EXERCISE INSTRUCTIONS
Transcribe the entries below exactly as they appear.

....

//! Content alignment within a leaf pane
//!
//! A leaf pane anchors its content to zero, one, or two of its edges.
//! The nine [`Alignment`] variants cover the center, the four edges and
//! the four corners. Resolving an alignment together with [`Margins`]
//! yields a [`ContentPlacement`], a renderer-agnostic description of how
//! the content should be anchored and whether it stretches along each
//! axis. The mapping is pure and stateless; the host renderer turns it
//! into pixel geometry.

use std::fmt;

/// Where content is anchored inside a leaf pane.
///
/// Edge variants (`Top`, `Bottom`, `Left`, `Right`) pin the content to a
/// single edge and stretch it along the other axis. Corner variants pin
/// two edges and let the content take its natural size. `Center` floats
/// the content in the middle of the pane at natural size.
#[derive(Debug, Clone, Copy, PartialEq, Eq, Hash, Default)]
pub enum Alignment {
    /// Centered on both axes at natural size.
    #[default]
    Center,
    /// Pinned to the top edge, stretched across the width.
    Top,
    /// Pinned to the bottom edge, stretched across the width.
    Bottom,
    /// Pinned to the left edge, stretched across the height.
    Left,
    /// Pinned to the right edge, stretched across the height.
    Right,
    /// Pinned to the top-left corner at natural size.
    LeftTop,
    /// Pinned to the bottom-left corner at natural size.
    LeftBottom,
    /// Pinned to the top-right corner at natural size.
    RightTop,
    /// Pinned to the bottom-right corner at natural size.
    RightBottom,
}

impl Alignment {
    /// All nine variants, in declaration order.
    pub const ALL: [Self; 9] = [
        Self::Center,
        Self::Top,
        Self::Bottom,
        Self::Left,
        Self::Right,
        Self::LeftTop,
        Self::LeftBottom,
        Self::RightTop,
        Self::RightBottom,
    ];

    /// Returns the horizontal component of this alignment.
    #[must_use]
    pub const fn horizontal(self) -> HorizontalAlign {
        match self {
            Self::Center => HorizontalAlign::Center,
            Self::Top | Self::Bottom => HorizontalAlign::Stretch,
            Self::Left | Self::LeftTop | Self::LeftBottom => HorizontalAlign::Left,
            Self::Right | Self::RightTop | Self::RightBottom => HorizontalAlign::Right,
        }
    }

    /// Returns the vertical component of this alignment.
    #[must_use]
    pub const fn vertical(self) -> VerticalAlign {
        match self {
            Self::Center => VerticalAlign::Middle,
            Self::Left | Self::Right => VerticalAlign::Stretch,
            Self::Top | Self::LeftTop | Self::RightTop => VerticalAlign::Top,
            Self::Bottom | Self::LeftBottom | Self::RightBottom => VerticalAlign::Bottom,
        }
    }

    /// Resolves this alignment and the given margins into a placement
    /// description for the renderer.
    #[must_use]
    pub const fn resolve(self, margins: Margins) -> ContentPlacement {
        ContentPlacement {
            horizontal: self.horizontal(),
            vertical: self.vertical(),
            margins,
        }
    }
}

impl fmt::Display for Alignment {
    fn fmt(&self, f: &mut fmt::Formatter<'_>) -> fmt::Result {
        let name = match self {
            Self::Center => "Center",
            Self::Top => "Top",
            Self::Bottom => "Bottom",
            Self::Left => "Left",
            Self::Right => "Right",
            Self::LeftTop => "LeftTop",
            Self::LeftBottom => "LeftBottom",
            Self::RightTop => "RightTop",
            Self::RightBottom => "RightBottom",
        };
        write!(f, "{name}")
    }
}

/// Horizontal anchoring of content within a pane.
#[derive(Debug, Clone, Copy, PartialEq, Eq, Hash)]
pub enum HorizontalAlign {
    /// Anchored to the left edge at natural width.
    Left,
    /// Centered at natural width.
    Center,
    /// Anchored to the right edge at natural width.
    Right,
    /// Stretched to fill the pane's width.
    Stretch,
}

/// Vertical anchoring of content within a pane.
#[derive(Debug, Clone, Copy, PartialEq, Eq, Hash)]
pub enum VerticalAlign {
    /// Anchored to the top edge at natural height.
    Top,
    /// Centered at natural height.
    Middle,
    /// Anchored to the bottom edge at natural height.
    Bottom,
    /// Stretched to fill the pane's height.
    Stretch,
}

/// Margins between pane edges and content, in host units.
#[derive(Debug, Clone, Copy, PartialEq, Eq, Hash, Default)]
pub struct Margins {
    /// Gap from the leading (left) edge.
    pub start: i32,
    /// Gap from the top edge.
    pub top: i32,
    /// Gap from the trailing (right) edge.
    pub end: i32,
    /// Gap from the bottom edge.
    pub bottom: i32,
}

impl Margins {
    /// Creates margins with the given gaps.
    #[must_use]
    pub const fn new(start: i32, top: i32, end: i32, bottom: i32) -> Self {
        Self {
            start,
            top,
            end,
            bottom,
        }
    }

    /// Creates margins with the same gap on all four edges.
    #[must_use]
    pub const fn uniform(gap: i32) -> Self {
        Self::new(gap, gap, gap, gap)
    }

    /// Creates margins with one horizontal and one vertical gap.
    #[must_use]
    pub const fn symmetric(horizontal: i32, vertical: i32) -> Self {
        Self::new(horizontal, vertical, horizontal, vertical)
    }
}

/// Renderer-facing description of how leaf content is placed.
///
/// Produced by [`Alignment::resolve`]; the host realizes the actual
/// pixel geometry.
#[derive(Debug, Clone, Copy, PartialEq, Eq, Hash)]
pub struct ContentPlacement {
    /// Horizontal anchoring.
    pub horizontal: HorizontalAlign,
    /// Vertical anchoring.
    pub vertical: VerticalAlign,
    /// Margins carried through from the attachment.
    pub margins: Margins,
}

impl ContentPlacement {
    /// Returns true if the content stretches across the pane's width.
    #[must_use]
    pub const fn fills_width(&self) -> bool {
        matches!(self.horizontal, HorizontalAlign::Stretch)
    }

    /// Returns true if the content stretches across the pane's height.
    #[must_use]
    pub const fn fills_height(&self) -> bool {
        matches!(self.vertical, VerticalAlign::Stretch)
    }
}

....

EXERCISE RESULT
//! Content alignment within a leaf pane
//!
//! A leaf pane anchors its content to zero, one, or two of its edges.
//! The nine [`Alignment`] variants cover the center, the four edges and
//! the four corners. Resolving an alignment together with [`Margins`]
//! yields a [`ContentPlacement`], a renderer-agnostic description of how
//! the content should be anchored and whether it stretches along each
//! axis. The mapping is pure and stateless; the host renderer turns it
//! into pixel geometry.

use std::fmt;

/// Where content is anchored inside a leaf pane.
///
/// Edge variants (`Top`, `Bottom`, `Left`, `Right`) pin the content to a
/// single edge and stretch it along the other axis. Corner variants pin
/// two edges and let the content take its natural size. `Center` floats
/// the content in the middle of the pane at natural size.
#[derive(Debug, Clone, Copy, PartialEq, Eq, Hash, Default)]
pub enum Alignment {
    /// Centered on both axes at natural size.
    #[default]
    Center,
    /// Pinned to the top edge, stretched across the width.
    Top,
    /// Pinned to the bottom edge, stretched across the width.
    Bottom,
    /// Pinned to the left edge, stretched across the height.
    Left,
    /// Pinned to the right edge, stretched across the height.
    Right,
    /// Pinned to the top-left corner at natural size.
    LeftTop,
    /// Pinned to the bottom-left corner at natural size.
    LeftBottom,
    /// Pinned to the top-right corner at natural size.
    RightTop,
    /// Pinned to the bottom-right corner at natural size.
    RightBottom,
}

impl Alignment {
    /// All nine variants, in declaration order.
    pub const ALL: [Self; 9] = [
        Self::Center,
        Self::Top,
        Self::Bottom,
        Self::Left,
        Self::Right,
        Self::LeftTop,
        Self::LeftBottom,
        Self::RightTop,
        Self::RightBottom,
    ];

    /// Returns the horizontal component of this alignment.
    #[must_use]
    pub const fn horizontal(self) -> HorizontalAlign {
        match self {
            Self::Center => HorizontalAlign::Center,
            Self::Top | Self::Bottom => HorizontalAlign::Stretch,
            Self::Left | Self::LeftTop | Self::LeftBottom => HorizontalAlign::Left,
            Self::Right | Self::RightTop | Self::RightBottom => HorizontalAlign::Right,
        }
    }

    /// Returns the vertical component of this alignment.
    #[must_use]
    pub const fn vertical(self) -> VerticalAlign {
        match self {
            Self::Center => VerticalAlign::Middle,
            Self::Left | Self::Right => VerticalAlign::Stretch,
            Self::Top | Self::LeftTop | Self::RightTop => VerticalAlign::Top,
            Self::Bottom | Self::LeftBottom | Self::RightBottom => VerticalAlign::Bottom,
        }
    }

    /// Resolves this alignment and the given margins into a placement
    /// description for the renderer.
    #[must_use]
    pub const fn resolve(self, margins: Margins) -> ContentPlacement {
        ContentPlacement {
            horizontal: self.horizontal(),
            vertical: self.vertical(),
            margins,
        }
    }
}

impl fmt::Display for Alignment {
    fn fmt(&self, f: &mut fmt::Formatter<'_>) -> fmt::Result {
        let name = match self {
            Self::Center => "Center",
            Self::Top => "Top",
            Self::Bottom => "Bottom",
            Self::Left => "Left",
            Self::Right => "Right",
            Self::LeftTop => "LeftTop",
            Self::LeftBottom => "LeftBottom",
            Self::RightTop => "RightTop",
            Self::RightBottom => "RightBottom",
        };
        write!(f, "{name}")
    }
}

/// Horizontal anchoring of content within a pane.
#[derive(Debug, Clone, Copy, PartialEq, Eq, Hash)]
pub enum HorizontalAlign {
    /// Anchored to the left edge at natural width.
    Left,
    /// Centered at natural width.
    Center,
    /// Anchored to the right edge at natural width.
    Right,
    /// Stretched to fill the pane's width.
    Stretch,
}

/// Vertical anchoring of content within a pane.
#[derive(Debug, Clone, Copy, PartialEq, Eq, Hash)]
pub enum VerticalAlign {
    /// Anchored to the top edge at natural height.
    Top,
    /// Centered at natural height.
    Middle,
    /// Anchored to the bottom edge at natural height.
    Bottom,
    /// Stretched to fill the pane's height.
    Stretch,
}

/// Margins between pane edges and content, in host units.
#[derive(Debug, Clone, Copy, PartialEq, Eq, Hash, Default)]
pub struct Margins {
    /// Gap from the leading (left) edge.
    pub start: i32,
    /// Gap from the top edge.
    pub top: i32,
    /// Gap from the trailing (right) edge.
    pub end: i32,
    /// Gap from the bottom edge.
    pub bottom: i32,
}

impl Margins {
    /// Creates margins with the given gaps.
    #[must_use]
    pub const fn new(start: i32, top: i32, end: i32, bottom: i32) -> Self {
        Self {
            start,
            top,
            end,
            bottom,
        }
    }

    /// Creates margins with the same gap on all four edges.
    #[must_use]
    pub const fn uniform(gap: i32) -> Self {
        Self::new(gap, gap, gap, gap)
    }

    /// Creates margins with one horizontal and one vertical gap.
    #[must_use]
    pub const fn symmetric(horizontal: i32, vertical: i32) -> Self {
        Self::new(horizontal, vertical, horizontal, vertical)
    }
}

/// Renderer-facing description of how leaf content is placed.
///
/// Produced by [`Alignment::resolve`]; the host realizes the actual
/// pixel geometry.
#[derive(Debug, Clone, Copy, PartialEq, Eq, Hash)]
pub struct ContentPlacement {
    /// Horizontal anchoring.
    pub horizontal: HorizontalAlign,
    /// Vertical anchoring.
    pub vertical: VerticalAlign,
    /// Margins carried through from the attachment.
    pub margins: Margins,
}

impl ContentPlacement {
    /// Returns true if the content stretches across the pane's width.
    #[must_use]
    pub const fn fills_width(&self) -> bool {
        matches!(self.horizontal, HorizontalAlign::Stretch)
    }

    /// Returns true if the content stretches across the pane's height.
    #[must_use]
    pub const fn fills_height(&self) -> bool {
        matches!(self.vertical, VerticalAlign::Stretch)
    }
}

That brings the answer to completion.